Filed under: Floating Row Cover,Hail,Kohlrabi,Onions,Tomatoes,Vegetables,Weather — marysveggiegarden @ 11:49 am

Thursday afternoon I arrived at my community garden plot to discover everything was shredded. It literally looks like everything was run through a cheese grater.

Wednesday evening a severe thunderstorm traveled through the area. At home the branches tossed in vicious winds and small hail fell for about a minute. However my home garden sustained almost no damage. There was a tornado about a mile to the south, but the community gardens are 2 miles north.

Over the last few days I’ve put the story together. Gardeners who were much closer to the Community Gardens said hail fell for “10 minutes”. One said it was ” as large as her fist” (she has a small hand, but that is still large.)
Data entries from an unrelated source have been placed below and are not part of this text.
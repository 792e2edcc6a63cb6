//! Finalizer guarantees for `ensuring` (S5, §8 property 5): the
//! finalizer runs exactly once regardless of outcome, and a finalizer
//! that itself fails combines with the primary cause via `Cause::both`
//! rather than shadowing it.

use std::sync::Arc;
use std::sync::atomic::{AtomicU32, Ordering};

use fibrous::cause::Cause;
use fibrous::effect::{fail, succeed, sync};
use fibrous::exit::Exit;
use fibrous::runtime::Runtime;

#[test]
fn s5_finalizer_runs_once_on_success() {
    let rt = Runtime::default();
    let ran = Arc::new(AtomicU32::new(0));
    let ran2 = Arc::clone(&ran);

    let program = succeed::<String, i32>(1).ensuring(sync(move |_env| {
        ran2.fetch_add(1, Ordering::SeqCst);
    }));

    assert_eq!(rt.unsafe_run(program), 1);
    assert_eq!(ran.load(Ordering::SeqCst), 1);
}

#[test]
fn s5_finalizer_runs_once_on_typed_failure() {
    let rt = Runtime::default();
    let ran = Arc::new(AtomicU32::new(0));
    let ran2 = Arc::clone(&ran);

    let program = fail::<String, i32>("boom".into()).ensuring(sync(move |_env| {
        ran2.fetch_add(1, Ordering::SeqCst);
    }));

    let exit = rt.safe_run_exit(program);
    assert!(matches!(exit, Exit::Failure(ref e) if e.as_str() == "boom"));
    assert_eq!(ran.load(Ordering::SeqCst), 1);
}

#[test]
fn property5_finalizer_failure_combines_with_primary_cause() {
    let rt = Runtime::default();

    let program = fail::<String, i32>("primary".into()).ensuring(fail::<String, ()>("finalizer".into()));

    let exit = rt.safe_run_exit(
        program.fold_cause(|cause: Cause<String>| succeed(cause.pretty_print()), |v| succeed(format!("{v}"))),
    );
    match exit {
        Exit::Success(rendered) => {
            assert!(rendered.starts_with("Both("));
            assert!(rendered.contains("Fail(primary)"));
            assert!(rendered.contains("Fail(finalizer)"));
        }
        other => panic!("expected a rendered cause, got {other:?}"),
    }
}

#[test]
fn ensuring_runs_the_finalizer_even_when_the_primary_dies() {
    use std::panic::{self, AssertUnwindSafe};

    let rt = Runtime::default();
    let ran = Arc::new(AtomicU32::new(0));
    let ran2 = Arc::clone(&ran);

    let program = sync::<String, i32, _>(|_env| panic!("oops")).ensuring(sync(move |_env| {
        ran2.fetch_add(1, Ordering::SeqCst);
    }));

    // A `Die` cause is outside `safe_run_exit`'s typed `Fail` channel, so
    // observing it this way panics by design (see `Runtime::expect_fail`);
    // catch that panic here purely to assert the finalizer still ran.
    let hook = panic::take_hook();
    panic::set_hook(Box::new(|_| {}));
    let result = panic::catch_unwind(AssertUnwindSafe(|| rt.safe_run_exit(program)));
    panic::set_hook(hook);

    assert!(result.is_err());
    assert_eq!(ran.load(Ordering::SeqCst), 1);
}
The hail came from the north. The only undamaged plants are adjacent to the north fence. My neighbors onions, on the north side of my north fence, were shredded. I have some Egyptian walking onions. Their sturdy flower stalks are scarred on the half facing north and almost unblemished on the south side.

Friday and Saturday I took pictures then cleaned up.

The snapped kohlrabi leaves.

I harvested the kohlrabi that lost most of it leaves. I’m hoping the rest have enough leaves remaining to fuel growth of the bulb.

The typical romaine lettuce after being pummeled by hail.

The romaine bed was in tatters. The plants were just starting to form heads. I’m hoping they will continue to head up and not bolt from the stress.

The tops of the pea plants are snapped off.

Curiously, only the tall variety lost it tops, the shorter variety was just fine, even though growing on the same fence.


Hail punched holes through the floating row covers.

Snapped leaves on the plants underneath the row cover.

The most damage  to row covers occurred in  unsupported sections such as the suspended areas between plants where the hail punched right through. Notice how good the Chinese cabbage was looking. There is no flea beetle damage when grown under a row cover. I’m hoping the Chinese cabbages will continue to head up since the centers look undamaged.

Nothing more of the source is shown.